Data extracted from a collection
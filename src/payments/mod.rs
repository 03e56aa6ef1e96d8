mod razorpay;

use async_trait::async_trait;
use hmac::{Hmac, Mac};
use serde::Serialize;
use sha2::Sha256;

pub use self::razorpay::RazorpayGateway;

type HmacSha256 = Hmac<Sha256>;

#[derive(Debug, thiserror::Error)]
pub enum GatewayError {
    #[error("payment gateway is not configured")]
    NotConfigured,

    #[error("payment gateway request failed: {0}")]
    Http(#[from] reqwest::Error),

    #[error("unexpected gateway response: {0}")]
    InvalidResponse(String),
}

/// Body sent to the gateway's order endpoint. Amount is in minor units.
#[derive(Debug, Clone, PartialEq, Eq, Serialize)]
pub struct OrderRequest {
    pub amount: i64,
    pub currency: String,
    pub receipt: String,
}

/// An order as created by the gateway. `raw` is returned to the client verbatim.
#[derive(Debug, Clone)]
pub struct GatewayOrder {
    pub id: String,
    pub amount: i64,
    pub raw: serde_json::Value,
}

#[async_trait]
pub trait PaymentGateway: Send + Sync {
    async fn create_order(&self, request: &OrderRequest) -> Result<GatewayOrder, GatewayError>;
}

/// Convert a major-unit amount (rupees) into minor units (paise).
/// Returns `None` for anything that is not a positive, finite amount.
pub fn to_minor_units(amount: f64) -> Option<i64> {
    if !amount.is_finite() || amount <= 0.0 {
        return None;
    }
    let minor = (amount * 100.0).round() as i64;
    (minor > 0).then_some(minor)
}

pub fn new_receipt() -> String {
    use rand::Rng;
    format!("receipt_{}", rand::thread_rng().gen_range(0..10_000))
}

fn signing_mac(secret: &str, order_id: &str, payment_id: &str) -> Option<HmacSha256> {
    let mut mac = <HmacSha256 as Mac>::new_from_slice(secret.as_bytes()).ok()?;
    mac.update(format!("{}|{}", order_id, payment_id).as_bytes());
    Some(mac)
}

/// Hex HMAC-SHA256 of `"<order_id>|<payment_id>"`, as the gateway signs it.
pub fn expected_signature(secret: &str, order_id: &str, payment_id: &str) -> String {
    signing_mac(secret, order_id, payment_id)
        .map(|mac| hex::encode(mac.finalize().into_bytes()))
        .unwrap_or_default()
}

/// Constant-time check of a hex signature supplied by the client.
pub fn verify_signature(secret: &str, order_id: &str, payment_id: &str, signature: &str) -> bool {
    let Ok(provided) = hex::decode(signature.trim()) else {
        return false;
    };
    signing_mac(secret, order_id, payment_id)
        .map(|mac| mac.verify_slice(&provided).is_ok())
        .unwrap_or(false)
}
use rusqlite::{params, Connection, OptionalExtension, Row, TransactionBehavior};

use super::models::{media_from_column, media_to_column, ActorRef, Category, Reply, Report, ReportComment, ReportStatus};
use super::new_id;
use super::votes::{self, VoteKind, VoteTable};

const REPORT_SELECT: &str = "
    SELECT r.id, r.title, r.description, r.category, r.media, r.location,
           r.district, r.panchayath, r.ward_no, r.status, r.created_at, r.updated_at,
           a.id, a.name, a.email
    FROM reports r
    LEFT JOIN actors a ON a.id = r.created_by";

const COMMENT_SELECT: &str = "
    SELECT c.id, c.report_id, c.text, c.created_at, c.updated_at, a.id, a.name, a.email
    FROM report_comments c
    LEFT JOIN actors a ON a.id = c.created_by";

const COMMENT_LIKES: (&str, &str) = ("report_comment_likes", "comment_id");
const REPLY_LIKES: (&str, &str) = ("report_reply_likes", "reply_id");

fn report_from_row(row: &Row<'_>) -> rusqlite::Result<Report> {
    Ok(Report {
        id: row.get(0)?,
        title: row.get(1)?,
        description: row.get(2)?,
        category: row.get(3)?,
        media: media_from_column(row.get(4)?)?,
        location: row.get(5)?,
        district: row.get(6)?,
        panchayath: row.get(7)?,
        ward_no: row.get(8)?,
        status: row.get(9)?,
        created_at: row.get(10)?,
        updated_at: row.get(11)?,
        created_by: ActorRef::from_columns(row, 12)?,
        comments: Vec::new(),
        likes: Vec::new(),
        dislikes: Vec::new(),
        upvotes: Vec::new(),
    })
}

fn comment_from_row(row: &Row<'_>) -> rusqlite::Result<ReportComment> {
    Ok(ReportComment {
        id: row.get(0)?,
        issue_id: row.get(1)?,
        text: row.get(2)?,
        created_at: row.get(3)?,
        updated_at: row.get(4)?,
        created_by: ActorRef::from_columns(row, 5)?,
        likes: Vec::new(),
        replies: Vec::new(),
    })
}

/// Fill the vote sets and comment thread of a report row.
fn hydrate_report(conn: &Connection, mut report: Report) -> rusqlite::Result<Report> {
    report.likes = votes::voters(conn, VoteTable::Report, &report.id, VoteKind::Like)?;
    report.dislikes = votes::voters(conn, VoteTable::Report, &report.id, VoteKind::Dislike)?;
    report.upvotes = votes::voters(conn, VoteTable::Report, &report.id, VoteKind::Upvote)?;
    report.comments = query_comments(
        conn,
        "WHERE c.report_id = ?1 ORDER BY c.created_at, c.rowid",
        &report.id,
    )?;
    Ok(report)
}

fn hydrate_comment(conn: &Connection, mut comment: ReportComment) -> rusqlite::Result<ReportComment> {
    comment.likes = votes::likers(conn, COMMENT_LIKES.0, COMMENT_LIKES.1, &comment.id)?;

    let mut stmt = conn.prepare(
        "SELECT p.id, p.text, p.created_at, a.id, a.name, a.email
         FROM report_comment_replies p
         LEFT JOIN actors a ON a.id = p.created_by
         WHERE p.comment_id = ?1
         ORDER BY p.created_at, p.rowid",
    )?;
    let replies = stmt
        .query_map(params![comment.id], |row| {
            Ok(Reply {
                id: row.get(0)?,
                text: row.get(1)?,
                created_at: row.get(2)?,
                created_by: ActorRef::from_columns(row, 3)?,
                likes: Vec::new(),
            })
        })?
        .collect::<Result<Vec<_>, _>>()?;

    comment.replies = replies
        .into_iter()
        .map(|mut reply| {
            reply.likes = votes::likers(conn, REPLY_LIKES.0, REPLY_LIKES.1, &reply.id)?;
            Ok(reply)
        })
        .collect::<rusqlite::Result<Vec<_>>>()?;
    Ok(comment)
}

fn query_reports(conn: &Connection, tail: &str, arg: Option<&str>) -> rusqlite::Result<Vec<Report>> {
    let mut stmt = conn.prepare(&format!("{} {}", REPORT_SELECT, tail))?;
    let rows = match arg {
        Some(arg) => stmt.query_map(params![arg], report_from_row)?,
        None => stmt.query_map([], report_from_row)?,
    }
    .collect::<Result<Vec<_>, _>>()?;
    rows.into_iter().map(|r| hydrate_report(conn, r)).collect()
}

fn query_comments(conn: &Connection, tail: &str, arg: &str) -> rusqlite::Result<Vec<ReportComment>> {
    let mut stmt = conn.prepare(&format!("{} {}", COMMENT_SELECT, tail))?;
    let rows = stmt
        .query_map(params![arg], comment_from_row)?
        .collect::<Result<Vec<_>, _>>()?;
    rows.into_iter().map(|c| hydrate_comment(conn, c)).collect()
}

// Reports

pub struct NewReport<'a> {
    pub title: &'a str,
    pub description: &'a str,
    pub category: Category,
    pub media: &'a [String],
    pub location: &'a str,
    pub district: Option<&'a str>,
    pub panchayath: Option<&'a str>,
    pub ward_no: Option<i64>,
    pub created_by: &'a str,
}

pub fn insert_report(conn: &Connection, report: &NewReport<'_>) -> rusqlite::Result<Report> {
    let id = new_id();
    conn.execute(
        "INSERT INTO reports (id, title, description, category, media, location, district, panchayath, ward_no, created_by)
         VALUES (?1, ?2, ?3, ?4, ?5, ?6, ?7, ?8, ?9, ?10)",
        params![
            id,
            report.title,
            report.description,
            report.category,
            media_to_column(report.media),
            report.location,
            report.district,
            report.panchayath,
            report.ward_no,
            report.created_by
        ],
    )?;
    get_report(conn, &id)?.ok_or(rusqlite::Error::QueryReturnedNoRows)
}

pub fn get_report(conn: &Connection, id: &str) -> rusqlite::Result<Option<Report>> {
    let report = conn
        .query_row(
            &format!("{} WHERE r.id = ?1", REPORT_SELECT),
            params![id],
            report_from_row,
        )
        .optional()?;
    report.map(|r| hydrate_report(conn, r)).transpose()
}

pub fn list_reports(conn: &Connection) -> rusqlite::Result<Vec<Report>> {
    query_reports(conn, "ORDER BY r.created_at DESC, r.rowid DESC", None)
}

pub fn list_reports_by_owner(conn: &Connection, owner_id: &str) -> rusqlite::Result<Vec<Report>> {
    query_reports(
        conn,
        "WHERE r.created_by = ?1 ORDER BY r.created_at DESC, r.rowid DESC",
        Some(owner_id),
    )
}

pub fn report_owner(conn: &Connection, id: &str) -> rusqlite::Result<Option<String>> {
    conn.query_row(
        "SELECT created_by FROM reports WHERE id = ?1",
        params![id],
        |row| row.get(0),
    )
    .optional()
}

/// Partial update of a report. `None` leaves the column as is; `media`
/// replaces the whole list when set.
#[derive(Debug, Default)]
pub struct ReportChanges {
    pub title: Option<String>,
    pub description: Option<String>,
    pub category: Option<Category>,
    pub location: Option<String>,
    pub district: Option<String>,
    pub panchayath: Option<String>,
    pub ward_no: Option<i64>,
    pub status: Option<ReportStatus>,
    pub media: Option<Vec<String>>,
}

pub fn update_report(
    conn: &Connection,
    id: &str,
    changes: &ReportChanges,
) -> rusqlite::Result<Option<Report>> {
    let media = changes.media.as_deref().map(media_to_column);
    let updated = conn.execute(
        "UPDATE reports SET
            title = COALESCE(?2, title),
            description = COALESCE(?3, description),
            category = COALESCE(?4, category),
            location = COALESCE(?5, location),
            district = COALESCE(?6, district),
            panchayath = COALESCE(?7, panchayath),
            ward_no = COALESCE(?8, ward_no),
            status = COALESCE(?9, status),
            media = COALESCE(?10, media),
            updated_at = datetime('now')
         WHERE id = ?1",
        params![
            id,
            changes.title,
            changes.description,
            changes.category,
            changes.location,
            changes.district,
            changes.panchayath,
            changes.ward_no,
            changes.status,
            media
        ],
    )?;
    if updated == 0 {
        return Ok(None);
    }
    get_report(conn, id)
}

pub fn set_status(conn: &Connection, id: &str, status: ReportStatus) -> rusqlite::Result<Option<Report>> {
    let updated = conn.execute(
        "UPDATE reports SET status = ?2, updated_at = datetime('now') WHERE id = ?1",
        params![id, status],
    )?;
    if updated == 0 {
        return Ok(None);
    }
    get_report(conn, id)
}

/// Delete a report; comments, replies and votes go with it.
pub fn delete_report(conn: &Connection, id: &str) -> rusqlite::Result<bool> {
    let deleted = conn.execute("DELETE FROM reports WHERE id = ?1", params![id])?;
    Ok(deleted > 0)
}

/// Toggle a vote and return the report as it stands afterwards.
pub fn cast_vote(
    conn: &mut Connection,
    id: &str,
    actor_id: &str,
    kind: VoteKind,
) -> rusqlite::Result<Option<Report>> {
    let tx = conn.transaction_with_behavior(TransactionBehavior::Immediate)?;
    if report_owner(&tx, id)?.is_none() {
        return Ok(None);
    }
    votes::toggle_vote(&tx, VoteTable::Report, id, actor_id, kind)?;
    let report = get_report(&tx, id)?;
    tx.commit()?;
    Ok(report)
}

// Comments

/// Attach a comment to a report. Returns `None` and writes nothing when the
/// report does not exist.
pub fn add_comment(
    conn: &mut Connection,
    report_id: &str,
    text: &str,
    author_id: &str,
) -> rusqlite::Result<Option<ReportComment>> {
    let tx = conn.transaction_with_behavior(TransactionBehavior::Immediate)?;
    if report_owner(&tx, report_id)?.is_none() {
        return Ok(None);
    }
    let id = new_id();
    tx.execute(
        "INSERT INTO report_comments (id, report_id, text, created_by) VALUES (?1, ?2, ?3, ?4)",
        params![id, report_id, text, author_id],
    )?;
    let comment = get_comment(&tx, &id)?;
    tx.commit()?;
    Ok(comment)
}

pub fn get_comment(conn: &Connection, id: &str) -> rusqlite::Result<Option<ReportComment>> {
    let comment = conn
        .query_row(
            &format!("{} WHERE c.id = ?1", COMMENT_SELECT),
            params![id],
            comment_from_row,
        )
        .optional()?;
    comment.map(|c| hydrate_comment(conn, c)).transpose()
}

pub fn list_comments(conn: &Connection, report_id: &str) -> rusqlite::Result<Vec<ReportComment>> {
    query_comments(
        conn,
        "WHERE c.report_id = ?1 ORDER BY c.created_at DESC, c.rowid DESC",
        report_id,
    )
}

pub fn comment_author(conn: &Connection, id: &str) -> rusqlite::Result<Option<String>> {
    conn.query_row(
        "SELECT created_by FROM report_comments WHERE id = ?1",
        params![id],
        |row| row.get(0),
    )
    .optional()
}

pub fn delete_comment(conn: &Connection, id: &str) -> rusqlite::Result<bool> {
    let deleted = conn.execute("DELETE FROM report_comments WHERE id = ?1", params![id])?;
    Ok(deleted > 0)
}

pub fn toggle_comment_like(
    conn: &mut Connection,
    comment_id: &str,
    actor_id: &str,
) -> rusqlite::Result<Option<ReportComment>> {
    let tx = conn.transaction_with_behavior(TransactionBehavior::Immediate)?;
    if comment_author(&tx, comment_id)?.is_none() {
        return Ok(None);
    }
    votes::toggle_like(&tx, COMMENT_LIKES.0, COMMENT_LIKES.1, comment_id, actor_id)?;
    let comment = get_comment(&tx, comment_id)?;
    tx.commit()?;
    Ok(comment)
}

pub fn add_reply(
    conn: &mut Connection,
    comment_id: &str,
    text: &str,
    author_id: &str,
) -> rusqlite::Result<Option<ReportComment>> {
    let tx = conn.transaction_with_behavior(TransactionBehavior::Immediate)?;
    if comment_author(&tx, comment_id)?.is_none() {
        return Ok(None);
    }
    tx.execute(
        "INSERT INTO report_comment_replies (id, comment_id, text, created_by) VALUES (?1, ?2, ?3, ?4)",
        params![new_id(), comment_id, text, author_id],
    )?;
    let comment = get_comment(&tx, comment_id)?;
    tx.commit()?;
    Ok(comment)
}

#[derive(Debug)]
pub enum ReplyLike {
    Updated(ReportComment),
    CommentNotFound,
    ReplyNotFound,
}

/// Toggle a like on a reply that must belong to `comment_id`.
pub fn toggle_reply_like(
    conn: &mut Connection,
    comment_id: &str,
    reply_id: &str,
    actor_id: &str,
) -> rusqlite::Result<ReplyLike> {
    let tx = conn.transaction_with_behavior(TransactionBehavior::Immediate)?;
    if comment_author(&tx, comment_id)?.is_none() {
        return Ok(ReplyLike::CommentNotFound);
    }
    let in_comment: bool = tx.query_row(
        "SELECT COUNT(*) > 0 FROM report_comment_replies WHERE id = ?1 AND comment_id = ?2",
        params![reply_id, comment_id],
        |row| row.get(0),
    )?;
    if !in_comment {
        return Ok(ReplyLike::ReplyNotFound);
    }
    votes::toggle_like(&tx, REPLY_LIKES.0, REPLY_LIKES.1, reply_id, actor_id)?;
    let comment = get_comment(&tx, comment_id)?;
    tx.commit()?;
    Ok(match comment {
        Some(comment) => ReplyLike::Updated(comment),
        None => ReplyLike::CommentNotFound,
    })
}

• [Work to be completed] Count of lines with "Clone": please work it out for the entries above and give the number by itself.

• [Solution] 2